_Assignment:_ Only a number is wanted here: the count of lines in the entries below that include the word "Brogan".

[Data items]
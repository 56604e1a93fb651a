//! Aggregation tree built during compilation
//!
//! Buckets nest outer to inner; metrics and the HAVING selector hang off the
//! innermost bucket, or sit at the root when there is no GROUP BY.

use std::collections::BTreeMap;

use super::grouping::{DateHistogramConfig, DateRangeConfig, HistogramConfig, RangeConfig};
use super::metrics::{PercentilesConfig, TopHitsConfig};
use crate::query::ast::SortDirection;

/// Bucketing construct of one GROUP BY term
#[derive(Debug, Clone, PartialEq)]
pub enum BucketKind {
    Terms { field: String },
    Range(RangeConfig),
    DateRange(DateRangeConfig),
    DateHistogram(DateHistogramConfig),
    Histogram(HistogramConfig),
}

impl BucketKind {
    /// Range buckets come back in declaration order and cannot be sorted
    pub fn supports_order(&self) -> bool {
        !matches!(self, BucketKind::Range(_) | BucketKind::DateRange(_))
    }
}

#[derive(Debug, Clone, PartialEq)]
pub struct BucketNode {
    pub name: String,
    pub kind: BucketKind,
    /// Sort directives in ORDER BY order: `(metric name | "_key", direction)`
    pub order: Vec<(String, SortDirection)>,
    pub size: Option<usize>,
    pub children: Vec<AggNode>,
}

impl BucketNode {
    pub fn new(name: impl Into<String>, kind: BucketKind) -> Self {
        Self {
            name: name.into(),
            kind,
            order: Vec::new(),
            size: None,
            children: Vec::new(),
        }
    }

    pub fn terms(field: impl Into<String>, size: usize) -> Self {
        let field = field.into();
        let mut node = Self::new(field.clone(), BucketKind::Terms { field });
        node.size = Some(size);
        node
    }

    pub fn is_terms(&self) -> bool {
        matches!(self.kind, BucketKind::Terms { .. })
    }
}

/// Resolved metric
#[derive(Debug, Clone, PartialEq)]
pub enum MetricKind {
    /// `COUNT(*)`
    DocCount,
    ValueCount { field: String },
    Cardinality { field: String },
    Sum { field: String },
    Min { field: String },
    Max { field: String },
    Avg { field: String },
    Stats { field: String },
    Percentiles(PercentilesConfig),
    TopHits(TopHitsConfig),
}

impl MetricKind {
    /// Metrics that expose a single `value` usable in sort and selector paths
    pub fn is_single_value(&self) -> bool {
        !matches!(
            self,
            MetricKind::Stats { .. } | MetricKind::Percentiles(_) | MetricKind::TopHits(_)
        )
    }
}

#[derive(Debug, Clone, PartialEq)]
pub struct MetricNode {
    /// Display name of the select item
    pub name: String,
    pub kind: MetricKind,
}

/// `bucket_selector` compiled from HAVING
#[derive(Debug, Clone, PartialEq)]
pub struct SelectorNode {
    pub name: String,
    pub buckets_path: BTreeMap<String, String>,
    pub script: String,
}

#[derive(Debug, Clone, PartialEq)]
pub enum AggNode {
    Bucket(BucketNode),
    Metric(MetricNode),
    Selector(SelectorNode),
}

impl AggNode {
    pub fn name(&self) -> &str {
        match self {
            AggNode::Bucket(b) => &b.name,
            AggNode::Metric(m) => &m.name,
            AggNode::Selector(s) => &s.name,
        }
    }
}

#[derive(Debug, Clone, Default, PartialEq)]
pub struct AggregationTree {
    pub roots: Vec<AggNode>,
}

impl AggregationTree {
    /// Chain `buckets` outer to inner and attach `leaves` to the innermost one
    pub fn nest(buckets: Vec<BucketNode>, leaves: Vec<AggNode>) -> Self {
        let mut current = leaves;
        for mut bucket in buckets.into_iter().rev() {
            bucket.children = current;
            current = vec![AggNode::Bucket(bucket)];
        }
        Self { roots: current }
    }

    pub fn is_empty(&self) -> bool {
        self.roots.is_empty()
    }

    /// Bucket chain from the outermost bucket inwards
    pub fn bucket_chain(&self) -> Vec<&BucketNode> {
        let mut chain = Vec::new();
        let mut level = &self.roots;
        while let Some(bucket) = level.iter().find_map(|n| match n {
            AggNode::Bucket(b) => Some(b),
            _ => None,
        }) {
            chain.push(bucket);
            level = &bucket.children;
        }
        chain
    }

    /// Metrics in placement order
    pub fn metrics(&self) -> Vec<&MetricNode> {
        let level = match self.bucket_chain().last() {
            Some(bucket) => &bucket.children,
            None => &self.roots,
        };
        level
            .iter()
            .filter_map(|n| match n {
                AggNode::Metric(m) => Some(m),
                _ => None,
            })
            .collect()
    }
}
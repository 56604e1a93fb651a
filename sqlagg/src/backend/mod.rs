//! Execution backends
//!
//! A backend takes a compiled [`SearchRequest`] and returns the engine's raw
//! JSON response. [`MemoryBackend`] evaluates requests over in-memory
//! documents; the HTTP backend lives in the `sqlagg-es` crate.

pub mod memory;

pub use memory::MemoryBackend;

use async_trait::async_trait;
use serde_json::Value;

use crate::request::SearchRequest;

/// Errors raised while executing a request
#[derive(Debug, Clone, PartialEq, thiserror::Error)]
pub enum BackendError {
    #[error("HTTP error: {0}")]
    Http(String),

    #[error("Request timed out: {0}")]
    Timeout(String),

    #[error("Backend returned {status}: {body}")]
    Status { status: u16, body: String },

    #[error("Index not found: {0}")]
    IndexNotFound(String),

    #[error("Malformed response: {0}")]
    Decode(String),

    #[error("Unsupported by backend: {0}")]
    Unsupported(String),
}

impl BackendError {
    /// Transport failures, timeouts, throttling and server errors
    pub fn is_retryable(&self) -> bool {
        match self {
            Self::Http(_) | Self::Timeout(_) => true,
            Self::Status { status, .. } => *status >= 500 || *status == 429,
            _ => false,
        }
    }
}

#[async_trait]
pub trait ExecutionBackend: Send + Sync {
    /// Execute a request and return the raw response body
    async fn execute(&self, request: &SearchRequest) -> Result<Value, BackendError>;
}

#[async_trait]
impl<B: ExecutionBackend + ?Sized> ExecutionBackend for std::sync::Arc<B> {
    async fn execute(&self, request: &SearchRequest) -> Result<Value, BackendError> {
        (**self).execute(request).await
    }
}

#[cfg(test)]
mod tests {
    use super::*;

    #[test]
    fn test_retry_classification() {
        assert!(BackendError::Http("connection reset".into()).is_retryable());
        assert!(BackendError::Timeout("30s".into()).is_retryable());
        assert!(BackendError::Status {
            status: 503,
            body: String::new()
        }
        .is_retryable());
        assert!(BackendError::Status {
            status: 429,
            body: String::new()
        }
        .is_retryable());
        assert!(!BackendError::Status {
            status: 400,
            body: String::new()
        }
        .is_retryable());
        assert!(!BackendError::Decode("bad json".into()).is_retryable());
        assert!(!BackendError::Unsupported("script".into()).is_retryable());
    }

    #[test]
    fn test_status_message() {
        let err = BackendError::Status {
            status: 400,
            body: "parsing_exception".to_string(),
        };
        assert_eq!(err.to_string(), "Backend returned 400: parsing_exception");
    }
}
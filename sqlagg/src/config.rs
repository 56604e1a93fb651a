//! Configuration management for sqlagg
//!
//! Default config location: ~/.sqlagg/config.toml

use anyhow::{anyhow, Context, Result};
use serde::{Deserialize, Serialize};
use std::fs;
use std::path::{Path, PathBuf};

use crate::compiler::{CompilerOptions, DEFAULT_BUCKET_SIZE, DEFAULT_SEARCH_SIZE};

/// Main configuration
#[derive(Debug, Clone, Default, PartialEq, Deserialize, Serialize)]
pub struct Config {
    #[serde(default)]
    pub backend: BackendConfig,
    #[serde(default)]
    pub compiler: CompilerConfig,
    #[serde(default)]
    pub logging: LoggingConfig,
}

#[derive(Debug, Clone, PartialEq, Deserialize, Serialize)]
pub struct BackendConfig {
    /// Base URL of the search cluster
    #[serde(default = "default_url")]
    pub url: String,
    #[serde(default = "default_timeout_ms")]
    pub timeout_ms: u64,
    pub username: Option<String>,
    pub password: Option<String>,
    /// Extra attempts for retryable failures
    #[serde(default = "default_retries")]
    pub retries: usize,
}

fn default_url() -> String {
    "http://localhost:9200".to_string()
}

fn default_timeout_ms() -> u64 {
    30_000
}

fn default_retries() -> usize {
    2
}

impl Default for BackendConfig {
    fn default() -> Self {
        Self {
            url: default_url(),
            timeout_ms: default_timeout_ms(),
            username: None,
            password: None,
            retries: default_retries(),
        }
    }
}

#[derive(Debug, Clone, PartialEq, Deserialize, Serialize)]
pub struct CompilerConfig {
    #[serde(default = "default_bucket_size")]
    pub default_bucket_size: usize,
    #[serde(default = "default_search_size")]
    pub default_search_size: usize,
}

fn default_bucket_size() -> usize {
    DEFAULT_BUCKET_SIZE
}

fn default_search_size() -> usize {
    DEFAULT_SEARCH_SIZE
}

impl Default for CompilerConfig {
    fn default() -> Self {
        Self {
            default_bucket_size: default_bucket_size(),
            default_search_size: default_search_size(),
        }
    }
}

impl From<&CompilerConfig> for CompilerOptions {
    fn from(config: &CompilerConfig) -> Self {
        CompilerOptions {
            default_bucket_size: config.default_bucket_size,
            default_search_size: config.default_search_size,
        }
    }
}

#[derive(Debug, Clone, PartialEq, Deserialize, Serialize)]
pub struct LoggingConfig {
    /// Log level filter string
    /// Override with RUST_LOG env var
    #[serde(default = "default_level")]
    pub level: String,
    /// Log output format: "pretty" or "json"
    #[serde(default = "default_format")]
    pub format: String,
}

fn default_level() -> String {
    "warn,sqlagg=info".to_string()
}

fn default_format() -> String {
    "pretty".to_string()
}

impl Default for LoggingConfig {
    fn default() -> Self {
        Self {
            level: default_level(),
            format: default_format(),
        }
    }
}

/// Expand ~ to home directory in path
pub fn expand_tilde(path: &Path) -> Result<PathBuf> {
    let s = path.to_string_lossy();
    if let Some(rest) = s.strip_prefix("~/") {
        let home = dirs::home_dir().ok_or_else(|| anyhow!("Cannot determine home directory"))?;
        Ok(home.join(rest))
    } else if s == "~" {
        dirs::home_dir().ok_or_else(|| anyhow!("Cannot determine home directory"))
    } else {
        Ok(path.to_path_buf())
    }
}

/// ~/.sqlagg/config.toml
pub fn default_path() -> PathBuf {
    dirs::home_dir()
        .unwrap_or_else(|| PathBuf::from("."))
        .join(".sqlagg")
        .join("config.toml")
}

impl Config {
    /// Load config from a file
    pub fn load(path: &Path) -> Result<Self> {
        let path = expand_tilde(path)?;
        let content = fs::read_to_string(&path)
            .with_context(|| format!("Failed to read config {}", path.display()))?;
        let config: Config = toml::from_str(&content)
            .with_context(|| format!("Invalid config {}", path.display()))?;
        Ok(config)
    }

    /// Load config from file path, or defaults when it does not exist
    pub fn load_or_default(path: &Path) -> Result<Self> {
        let expanded = expand_tilde(path)?;
        if expanded.exists() {
            Self::load(&expanded)
        } else {
            Ok(Config::default())
        }
    }

    /// Save config to file
    pub fn save(&self, path: &Path) -> Result<()> {
        let path = expand_tilde(path)?;
        let content = self.to_toml()?;
        if let Some(parent) = path.parent() {
            fs::create_dir_all(parent)?;
        }
        fs::write(&path, content)?;
        Ok(())
    }

    pub fn to_toml(&self) -> Result<String> {
        Ok(toml::to_string_pretty(self)?)
    }

    /// Override backend settings from SQLAGG_URL, SQLAGG_USERNAME and SQLAGG_PASSWORD
    pub fn apply_env(&mut self) {
        self.apply_overrides(|key| std::env::var(key).ok());
    }

    fn apply_overrides(&mut self, lookup: impl Fn(&str) -> Option<String>) {
        if let Some(url) = lookup("SQLAGG_URL") {
            self.backend.url = url;
        }
        if let Some(username) = lookup("SQLAGG_USERNAME") {
            self.backend.username = Some(username);
        }
        if let Some(password) = lookup("SQLAGG_PASSWORD") {
            self.backend.password = Some(password);
        }
    }

    pub fn compiler_options(&self) -> CompilerOptions {
        CompilerOptions::from(&self.compiler)
    }
}

#[cfg(test)]
mod tests {
    use super::*;
    use std::collections::HashMap;

    #[test]
    fn test_defaults() {
        let config = Config::default();
        assert_eq!(config.backend.url, "http://localhost:9200");
        assert_eq!(config.backend.timeout_ms, 30_000);
        assert_eq!(config.compiler.default_bucket_size, 10_000);
        assert_eq!(config.compiler.default_search_size, 200);
        assert_eq!(config.logging.format, "pretty");
    }

    #[test]
    fn test_partial_toml_keeps_defaults() {
        let config: Config = toml::from_str(
            r#"
            [backend]
            url = "http://search:9200"

            [compiler]
            default_bucket_size = 500
            "#,
        )
        .unwrap();
        assert_eq!(config.backend.url, "http://search:9200");
        assert_eq!(config.backend.retries, 2);
        assert_eq!(config.compiler.default_bucket_size, 500);
        assert_eq!(config.compiler.default_search_size, 200);
        assert_eq!(config.compiler_options().default_bucket_size, 500);
    }

    #[test]
    fn test_overrides() {
        let env: HashMap<&str, &str> = [("SQLAGG_URL", "http://other:9200"), ("SQLAGG_USERNAME", "elastic")]
            .into_iter()
            .collect();
        let mut config = Config::default();
        config.apply_overrides(|key| env.get(key).map(|v| v.to_string()));
        assert_eq!(config.backend.url, "http://other:9200");
        assert_eq!(config.backend.username.as_deref(), Some("elastic"));
        assert_eq!(config.backend.password, None);
    }

    #[test]
    fn test_expand_tilde() {
        let plain = Path::new("/etc/sqlagg.toml");
        assert_eq!(expand_tilde(plain).unwrap(), plain);
        if let Some(home) = dirs::home_dir() {
            assert_eq!(expand_tilde(Path::new("~/x.toml")).unwrap(), home.join("x.toml"));
        }
    }
}
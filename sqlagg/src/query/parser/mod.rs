//! SQL text to [`Query`](crate::query::ast::Query)

mod sql;
pub mod tokenizer;

pub use sql::SqlParser;

use crate::error::Result;
use crate::query::ast::Query;

/// Parse a single SELECT statement
pub fn parse(sql: &str) -> Result<Query> {
    SqlParser::parse(sql)
}
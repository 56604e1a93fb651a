//! Tabular view of query results

use std::collections::BTreeSet;

use serde::Serialize;
use serde_json::{Map, Value};

use super::{number_json, Hits};
use crate::compiler::Column;

#[derive(Debug, Clone, Default, PartialEq, Serialize)]
pub struct Table {
    pub columns: Vec<String>,
    pub rows: Vec<Vec<Value>>,
}

impl Table {
    pub fn len(&self) -> usize {
        self.rows.len()
    }

    pub fn is_empty(&self) -> bool {
        self.rows.is_empty()
    }

    /// Rows as JSON objects keyed by column name
    pub fn to_json(&self) -> Value {
        Value::Array(
            self.rows
                .iter()
                .map(|row| {
                    let obj: Map<String, Value> = self
                        .columns
                        .iter()
                        .cloned()
                        .zip(row.iter().cloned())
                        .collect();
                    Value::Object(obj)
                })
                .collect(),
        )
    }

    /// Plain-text rendering with aligned columns
    pub fn render(&self) -> String {
        let cells: Vec<Vec<String>> = self
            .rows
            .iter()
            .map(|row| row.iter().map(cell_text).collect())
            .collect();

        let mut widths: Vec<usize> = self.columns.iter().map(|c| c.chars().count()).collect();
        for row in &cells {
            for (i, cell) in row.iter().enumerate() {
                if let Some(w) = widths.get_mut(i) {
                    *w = (*w).max(cell.chars().count());
                }
            }
        }

        let line = |values: &[String]| -> String {
            values
                .iter()
                .zip(&widths)
                .map(|(v, w)| format!("{:<width$}", v, width = *w))
                .collect::<Vec<_>>()
                .join(" | ")
                .trim_end()
                .to_string()
        };

        let mut out = String::new();
        out.push_str(&line(&self.columns));
        out.push('\n');
        out.push_str(
            &widths
                .iter()
                .map(|w| "-".repeat(*w))
                .collect::<Vec<_>>()
                .join("-+-"),
        );
        out.push('\n');
        for row in &cells {
            out.push_str(&line(row));
            out.push('\n');
        }
        out.push_str(&format!("({} rows)\n", self.rows.len()));
        out
    }
}

fn cell_text(value: &Value) -> String {
    match value {
        Value::Null => String::new(),
        Value::String(s) => s.clone(),
        other => other.to_string(),
    }
}

/// Hit rows; without explicit columns every top-level source key is a column
pub(super) fn from_hits(hits: &Hits, columns: &[Column]) -> Table {
    let columns: Vec<Column> = if columns.is_empty() {
        let keys: BTreeSet<&String> = hits
            .rows
            .iter()
            .filter_map(Value::as_object)
            .flat_map(|obj| obj.keys())
            .collect();
        keys.into_iter()
            .map(|k| Column {
                name: k.clone(),
                field: k.clone(),
            })
            .collect()
    } else {
        columns.to_vec()
    };

    let rows = hits
        .rows
        .iter()
        .map(|source| {
            columns
                .iter()
                .map(|c| lookup(source, &c.field).map(normalize).unwrap_or(Value::Null))
                .collect()
        })
        .collect();

    Table {
        columns: columns.into_iter().map(|c| c.name).collect(),
        rows,
    }
}

/// Field of a `_source` object; dotted paths descend into objects
fn lookup(source: &Value, path: &str) -> Option<Value> {
    if let Some(direct) = source.get(path) {
        return Some(direct.clone());
    }
    let mut current = source;
    for segment in path.split('.') {
        current = current.get(segment)?;
    }
    Some(current.clone())
}

fn normalize(value: Value) -> Value {
    match value {
        Value::Number(n) if n.is_f64() => n.as_f64().map(number_json).unwrap_or(Value::Number(n)),
        other => other,
    }
}

#[cfg(test)]
mod tests {
    use super::*;
    use serde_json::json;

    fn column(name: &str, field: &str) -> Column {
        Column {
            name: name.to_string(),
            field: field.to_string(),
        }
    }

    #[test]
    fn test_hits_with_aliases_and_nested_fields() {
        let hits = Hits {
            total: 1,
            rows: vec![json!({"firstname": "Amber", "address": {"city": "Brogan"}, "balance": 10.0})],
        };
        let table = from_hits(
            &hits,
            &[
                column("name", "firstname"),
                column("address.city", "address.city"),
                column("balance", "balance"),
            ],
        );
        assert_eq!(table.columns, vec!["name", "address.city", "balance"]);
        assert_eq!(table.rows, vec![vec![json!("Amber"), json!("Brogan"), json!(10)]]);
    }

    #[test]
    fn test_star_columns_are_sorted_union() {
        let hits = Hits {
            total: 2,
            rows: vec![json!({"b": 1, "a": 2}), json!({"c": 3})],
        };
        let table = from_hits(&hits, &[]);
        assert_eq!(table.columns, vec!["a", "b", "c"]);
        assert_eq!(table.rows[1], vec![Value::Null, Value::Null, json!(3)]);
    }

    #[test]
    fn test_render_and_json() {
        let table = Table {
            columns: vec!["gender".to_string(), "COUNT(*)".to_string()],
            rows: vec![vec![json!("M"), json!(507)], vec![json!("F"), Value::Null]],
        };
        assert_eq!(
            table.render(),
            "gender | COUNT(*)\n-------+---------\nM      | 507\nF      |\n(2 rows)\n"
        );
        assert_eq!(
            table.to_json(),
            json!([{"gender": "M", "COUNT(*)": 507}, {"gender": "F", "COUNT(*)": null}])
        );
    }
}
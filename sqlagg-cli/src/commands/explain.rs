use anyhow::Result;
use serde_json::json;
use sqlagg::{CompiledQuery, SqlCompiler};

/// Request path, body and output columns as JSON
pub fn render_explain(compiled: &CompiledQuery, pretty: bool) -> Result<String> {
    let columns: Vec<&str> = compiled.columns.iter().map(|c| c.name.as_str()).collect();
    let value = json!({
        "path": compiled.request.path(),
        "body": compiled.request.to_json(),
        "columns": columns,
    });
    let text = if pretty {
        serde_json::to_string_pretty(&value)?
    } else {
        serde_json::to_string(&value)?
    };
    Ok(text)
}

/// Compile a query and print the request it would send
pub fn run_explain(compiler: &SqlCompiler, sql: &str, pretty: bool) -> Result<()> {
    let compiled = compiler.explain(sql)?;
    println!("{}", render_explain(&compiled, pretty)?);
    Ok(())
}

#[cfg(test)]
mod tests {
    use super::*;
    use serde_json::Value;

    #[test]
    fn test_render_explain() {
        let compiled = SqlCompiler::default()
            .explain("SELECT gender, COUNT(*) FROM bank/account GROUP BY gender")
            .unwrap();
        let text = render_explain(&compiled, false).unwrap();
        let value: Value = serde_json::from_str(&text).unwrap();

        assert_eq!(value["path"], "/bank/account/_search");
        assert_eq!(value["body"]["size"], 0);
        assert_eq!(value["body"]["aggs"]["gender"]["terms"]["field"], "gender");
        assert_eq!(value["columns"], json!(["gender", "COUNT(*)"]));
        assert!(!text.contains('\n'));
        assert!(render_explain(&compiled, true).unwrap().contains('\n'));
    }
}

_Answer for this exercise:_ 2